[Stored data]
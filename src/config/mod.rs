use path_clean::PathClean;
use std::path::{Path, PathBuf};
use tracing::debug;
use url::Url;

pub mod validation;

use crate::cli::Cli;
use crate::error::PreflightError;

/// Where the source image comes from.
#[derive(Debug, Clone, PartialEq, Eq)]
pub enum SourceSelection {
    /// An ISO file already on disk.
    Local(PathBuf),
    /// An Ubuntu release to download.
    Release(ReleaseSpec),
}

/// Identifies one published Ubuntu installer image.
#[derive(Debug, Clone, PartialEq, Eq)]
pub struct ReleaseSpec {
    pub base_url: Url,
    pub version: String,
    pub installer_type: String,
    pub arch: String,
}

impl ReleaseSpec {
    /// `ubuntu-{version}-{type}-{arch}.iso`
    pub fn filename(&self) -> String {
        format!(
            "ubuntu-{}-{}-{}.iso",
            self.version, self.installer_type, self.arch
        )
    }
}

/// Validated settings for one customization run.
#[derive(Debug, Clone)]
pub struct BuildConfig {
    pub source: SourceSelection,
    pub import_dir: Option<PathBuf>,
    pub boot_config: Option<PathBuf>,
    pub output: PathBuf,
    pub download_dir: PathBuf,
    pub xorriso: PathBuf,
    pub dry_run: bool,
}

impl BuildConfig {
    /// Resolve command line arguments, running every preflight check.
    ///
    /// Nothing is downloaded or opened here; a failure means the run must stop
    /// before touching any image.
    pub fn from_cli(cli: &Cli) -> Result<Self, PreflightError> {
        let import_dir = match &cli.import_dir {
            Some(dir) => Some(validation::check_import_dir(dir)?),
            None => None,
        };
        let boot_config = match &cli.grub_file {
            Some(file) => Some(validation::check_boot_config(file)?),
            None => None,
        };

        let source = match (&cli.source_iso, &cli.version) {
            (Some(path), _) => SourceSelection::Local(absolute(path)),
            (None, Some(version)) => SourceSelection::Release(ReleaseSpec {
                base_url: validation::check_base_url(&cli.iso_url)?,
                version: version.clone(),
                installer_type: cli.installer_type.clone(),
                arch: cli.installer_arch.clone(),
            }),
            (None, None) => return Err(PreflightError::NoSource),
        };

        let config = Self {
            source,
            import_dir,
            boot_config,
            output: cli.out_file.clone(),
            download_dir: PathBuf::from("."),
            xorriso: cli.xorriso.clone(),
            dry_run: cli.dry_run,
        };
        debug!("Resolved build configuration: {:?}", config);
        Ok(config)
    }

    /// True when the run would change anything in the image.
    pub fn has_customizations(&self) -> bool {
        self.import_dir.is_some() || self.boot_config.is_some()
    }
}

/// Absolute, lexically cleaned form of `path`.
pub fn absolute(path: &Path) -> PathBuf {
    if path.is_absolute() {
        return path.clean();
    }
    match std::env::current_dir() {
        Ok(cwd) => cwd.join(path).clean(),
        Err(_) => path.clean(),
    }
}
pub mod builder;
pub mod mapper;
pub mod modifier;

#[cfg(test)]
pub(crate) mod testing;

pub use builder::{BuildSummary, ImageBuilder};
pub use mapper::{IsoPath, MappedNames};
pub use modifier::{IsoModifier, Outcome};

[Required work] Copy out each line of the data in which the word "version" appears.

[Task response]
    pub version: String,
    /// `ubuntu-{version}-{type}-{arch}.iso`
            self.version, self.installer_type, self.arch
        let source = match (&cli.source_iso, &cli.version) {
            (None, Some(version)) => SourceSelection::Release(ReleaseSpec {
                version: version.clone(),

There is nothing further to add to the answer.